Isso não quer dizer que esta é uma super secretaria. Nada disso. Nós trabalhamos com o apoio dos demais secretários e de gestores de outros órgãos da Prefeitura.
– Nota-se que a luta travada pelo senhor é um tiro na contabilidade do tráfico. A cada dependente de crack que o senhor retira das ruas, é um dinheiro a menos que entra na conta bancária dos traficantes, o que, com certeza, incomoda os chefões do tráfico. Em função desse trabalho, o senhor já foi ameaçado?
– Já recebi ameaças, sim. Em uma delas, o chefe de Albergue de Rua de nossa Secretaria foi procurado por uma pessoa que lhe disse que um traficante de Boa Vista estaria articulando passar o facão em mim.
Em Boa Vista, instalamos câmeras de TV do videomonitoramento em dois pontos de vendas de drogas, assim como em Itapoã e no bairro Divino Espírito Santo, atendendo pedido do comando do 4° Batalhão.
Isso incomoda os traficantes. Tanto que, na rua Gameleira, em Itapoã, eles derrubaram um poste e quebraram uma câmera, numa ação que durou apenas 30 segundos. Tudo isso foi filmado. Mas as ameaças não incomodam. Fazem parte do nosso trabalho.
Não persigo traficantes; não persigo pessoas; meu papel é social. Ou seja, reduzir a criminalidade e o sofrimento dos usuários de crack, que, na verdade, são pessoas doentes e que precisam de tratamento.
Nossas ações objetivam uma melhor segurança para a cidade. Por isso, a meta da Prefeitura de Vila Velha é instalar câmeras em todos os bairros e praças. Praças abandonadas são sinônimo de crimes. O traficante ocupa praças abandonadas.
– Quais os próximos passos para a melhoria da segurança pública de Vila Velha?

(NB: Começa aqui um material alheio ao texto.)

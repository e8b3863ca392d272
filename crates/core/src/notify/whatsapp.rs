use crate::config::Settings;
use crate::domain::alert::ChannelKind;
use crate::notify::channel::{NotificationChannel, SendError};
use serde::Deserialize;
use serde_json::json;
use std::sync::RwLock;
use std::time::Duration;

const SEND_TIMEOUT_SECS: u64 = 10;

/// WhatsApp delivery goes through an out-of-process bridge that owns the
/// authenticated session (paired once via QR scan, an operational concern
/// outside the dispatch path). The session state is explicit so `send`
/// can fail fast instead of blocking on an unpaired bridge.
#[derive(Debug, Clone, Copy, PartialEq, Eq)]
pub enum SessionState {
    Disconnected,
    Pairing,
    Ready,
}

impl SessionState {
    fn parse(s: &str) -> Self {
        match s {
            "ready" => SessionState::Ready,
            "pairing" => SessionState::Pairing,
            _ => SessionState::Disconnected,
        }
    }
}

#[derive(Debug, Deserialize)]
struct BridgeStatus {
    state: String,
}

pub struct WhatsAppChannel {
    http: reqwest::Client,
    bridge_url: Option<String>,
    session: RwLock<SessionState>,
}

impl WhatsAppChannel {
    pub fn from_settings(settings: &Settings) -> Result<Self, SendError> {
        if settings.whatsapp_bridge_url.is_none() {
            tracing::warn!("WHATSAPP_BRIDGE_URL not set; whatsapp notifications will fail");
        }
        let http = reqwest::Client::builder()
            .timeout(Duration::from_secs(SEND_TIMEOUT_SECS))
            .build()
            .map_err(|e| SendError::Transport(format!("failed to build http client: {e}")))?;

        Ok(Self {
            http,
            bridge_url: settings.whatsapp_bridge_url.clone(),
            session: RwLock::new(SessionState::Disconnected),
        })
    }

    pub fn is_ready(&self) -> bool {
        self.session
            .read()
            .map(|s| *s == SessionState::Ready)
            .unwrap_or(false)
    }

    pub fn session_state(&self) -> SessionState {
        self.session
            .read()
            .map(|s| *s)
            .unwrap_or(SessionState::Disconnected)
    }

    #[cfg(test)]
    pub(crate) fn set_session_state(&self, state: SessionState) {
        if let Ok(mut s) = self.session.write() {
            *s = state;
        }
    }

    /// Polls the bridge for its session state. Best effort: a transport
    /// failure marks the session disconnected rather than erroring out.
    pub async fn sync_session(&self) -> SessionState {
        let state = match self.query_bridge_state().await {
            Ok(state) => state,
            Err(err) => {
                tracing::warn!(error = %err, "whatsapp bridge status check failed");
                SessionState::Disconnected
            }
        };
        if let Ok(mut s) = self.session.write() {
            *s = state;
        }
        state
    }

    async fn query_bridge_state(&self) -> Result<SessionState, SendError> {
        let bridge = self
            .bridge_url
            .as_deref()
            .ok_or(SendError::NotConfigured("WHATSAPP_BRIDGE_URL"))?;
        let status: BridgeStatus = self
            .http
            .get(format!("{}/status", bridge.trim_end_matches('/')))
            .send()
            .await
            .map_err(|e| SendError::Transport(e.to_string()))?
            .json()
            .await
            .map_err(|e| SendError::Transport(format!("bridge status unreadable: {e}")))?;
        Ok(SessionState::parse(&status.state))
    }
}

/// Country code included, no plus sign or separators.
fn normalize_phone(raw: &str) -> String {
    raw.chars().filter(char::is_ascii_digit).collect()
}

#[async_trait::async_trait]
impl NotificationChannel for WhatsAppChannel {
    fn kind(&self) -> ChannelKind {
        ChannelKind::Whatsapp
    }

    async fn send(&self, destination: &str, message: &str) -> Result<(), SendError> {
        let bridge = self
            .bridge_url
            .as_deref()
            .ok_or(SendError::NotConfigured("WHATSAPP_BRIDGE_URL"))?;
        if !self.is_ready() {
            return Err(SendError::NotReady);
        }

        let number = normalize_phone(destination);
        if number.is_empty() {
            return Err(SendError::InvalidDestination(format!(
                "no digits in phone number {destination:?}"
            )));
        }

        let res = self
            .http
            .post(format!("{}/send", bridge.trim_end_matches('/')))
            .json(&json!({ "to": number, "message": message }))
            .send()
            .await
            .map_err(|e| SendError::Transport(e.to_string()))?;

        let status = res.status();
        if !status.is_success() {
            let detail = res.text().await.unwrap_or_default();
            return Err(SendError::Transport(format!("bridge HTTP {status}: {detail}")));
        }
        Ok(())
    }
}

– A Prefeitura vai construir uma nova Central de Videomonitoramento – hoje já existe uma central na orla – para todo o município. Atualmente, o foco é a segurança pública. Com a nova central, outro foco a ser alvo da Prefeitura é a zeladoria do município.
O setor de zeladoria vai cuidar da ordem pública. Através da central, com mais câmeras de TV instaladas em todo o município, será possível detectar em tempo real onde há lâmpadas quebradas ou queimadas; onde há lixo ou entulho. Ou seja, a nova Central de Videomonitoramento vai traçar o mapa de risco de todo o município, medindo, por exemplo, o nível dos canais; trabalhando com previsão de enchentes.
A nova Central, que deverá funcionar na Rodovia Darly Santos, vai poder prevê tragédias e colocar em prática plano de contingência. Assim, a Prefeitura vai construir abrigo, para onde as pessoas serão orientadas a se deslocar na iminência de uma tragédia.
Dentro da Central, estarão trabalhando em conjunto vários órgãos, como a Defesa Civil, Polícia Militar e Corpo de Bombeiros, para que as tomadas de decisão nos casos de amergência se tornem mais ágeis e céleres.
Ainda este ano, o prefeito Neucimar Fraga deverá lançara ordem de serviço para a construção da nova Central de Videomonitoramento. O setor de zeladoria vai atuar diretamente ligado ao Gabinete do Prefeito. A nossa Secretaria de Defesa Social continuará sendo responsável pela segurança pública.